Irina nodded. “I don’t have to tell you what that would have done to structural integrity in a combat situation. I told Sellia to get out of there, but she refused – she believed she could get the force fields up in time manually. So she ordered her crew off the deck in case she failed, and she stayed behind. I did not order her to do so – but I also didn’t order her to leave.” Irina smiled, faintly and wryly. “I knew she wouldn’t have obeyed that order anyway.” For a moment, she closed her eyes, but when she looked up, her gaze was steady as she met Yelena’s eyes. “She did get the force fields up in time: the only part of the deck to decompress, was the section she was in. I did not order her to stay behind,” Irina repeated firmly. “But understand this, Yelena: If I had had to, to save my ship, I would have. Make no mistake, it is the hardest order a commanding officer can ever give – but the time might come when your ship and the lives of your crew might depend on it and when that happens, you have to be able to give that order without hesitation. Do you understand that?”
Now Yelena looked away, and for what felt like an eternity, she stared out of the window and at all the little automated maintenance craft that were swarming around the T’Lau’s battered hull like bees around honey. Her heart and her soul were hurting and all she wanted was for her mother to say that she understood and that she was hurting, too… but as always, all Irina talked about, and all she cared about, was her duty.
“Do I understand,” Yelena repeated in a low voice. She turned to look at her mother. “No, I don’t. And I don’t want to become a Starfleet officer if it means I have to become a monster!”
Irina stared at her daughter. “So that’s what you think? That I’m a monster? Because I’d do my duty to my crew?”
There was that hateful word again. Duty. “No,” Yelena spat, “because you’d do it without feeling anything!”
“Ah.” Looking as if Yelena had just proven a point for her, Irina leaned back in the sofa. “So that’s what this is all about. You think I don’t miss Sellia, is that it?”
“You just said you would have ordered her to die!” Yelena almost shouted.
“If it were what I had to do to save the lives of others!” Irina bit off the words. “As usual, you only hear what you want to hear, and what you think justifies…” She broke off with a grimace. “Sellia was my friend, too,” she went on in a low, hard voice. “She was my Chief Engineer for twelve years. But hard as it might be for you to realise, my roaming the halls weeping won’t bring her back, nor would it do anything to help the rest of my crew. My duty as Captain is to the living, not the dead. We will honour their memories by moving on and by doing the job they would have wanted us to continue to do – not by burying ourselves in grief and self-pity. I don’t know if you’ve noticed, Cadet, but there’s a war going on. Mourning our dead will have to wait until it is all over.”

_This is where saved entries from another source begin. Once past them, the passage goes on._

use std::str::FromStr;

use crate::prelude::*;

pub fn non_zero_u64(value: &str) -> Result<u64> {
    match FromStr::from_str(value)? {
        value if value >= 1 => Ok(value),
        _ => Err(anyhow!("expected a positive number")),
    }
}

/// Parses a number from the open interval `(0, 1)`.
pub fn fraction(value: &str) -> Result<f64> {
    match f64::from_str(value)? {
        value if value > 0.0 && value < 1.0 => Ok(value),
        value => Err(anyhow!("{} is not within (0, 1)", value)),
    }
}

#[cfg(test)]
mod tests {
    use super::*;

    #[test]
    fn non_zero_u64_ok() -> Result {
        assert_eq!(non_zero_u64("200")?, 200);
        assert!(non_zero_u64("0").is_err());
        assert!(non_zero_u64("-1").is_err());
        Ok(())
    }

    #[test]
    fn fraction_ok() -> Result {
        assert!((fraction("0.2")? - 0.2).abs() < f64::EPSILON);
        assert!(fraction("0").is_err());
        assert!(fraction("1").is_err());
        assert!(fraction("abc").is_err());
        Ok(())
    }
}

Yelena just stared at her mother in disbelief. Had Irina just said Yelena wasn’t allowed to mourn for Sellia? Who had taught Yelena everything she knew and who had been more of a mother to her than Irina herself ever was?
“You know,” Yelena told her mother in a hard voice, “I used to think you’d make a perfect Vulcan, but I was wrong. They have feelings, they just hide them, but you… you never feel anything. And the only thing you’ve ever loved is your precious duty.”
“I haven’t dismissed you, Cadet,” Irina’s stern voice warned as Yelena stumbled out of the armchair and towards the door. Yelena spun around.
“So court-martial me, Captain!”
Sobbing, Yelena stormed out of her mother’s quarters. She left too quickly, and was too upset, to see how Irina blinked hard a couple of times, and then closed her eyes to keep them from filling with tears.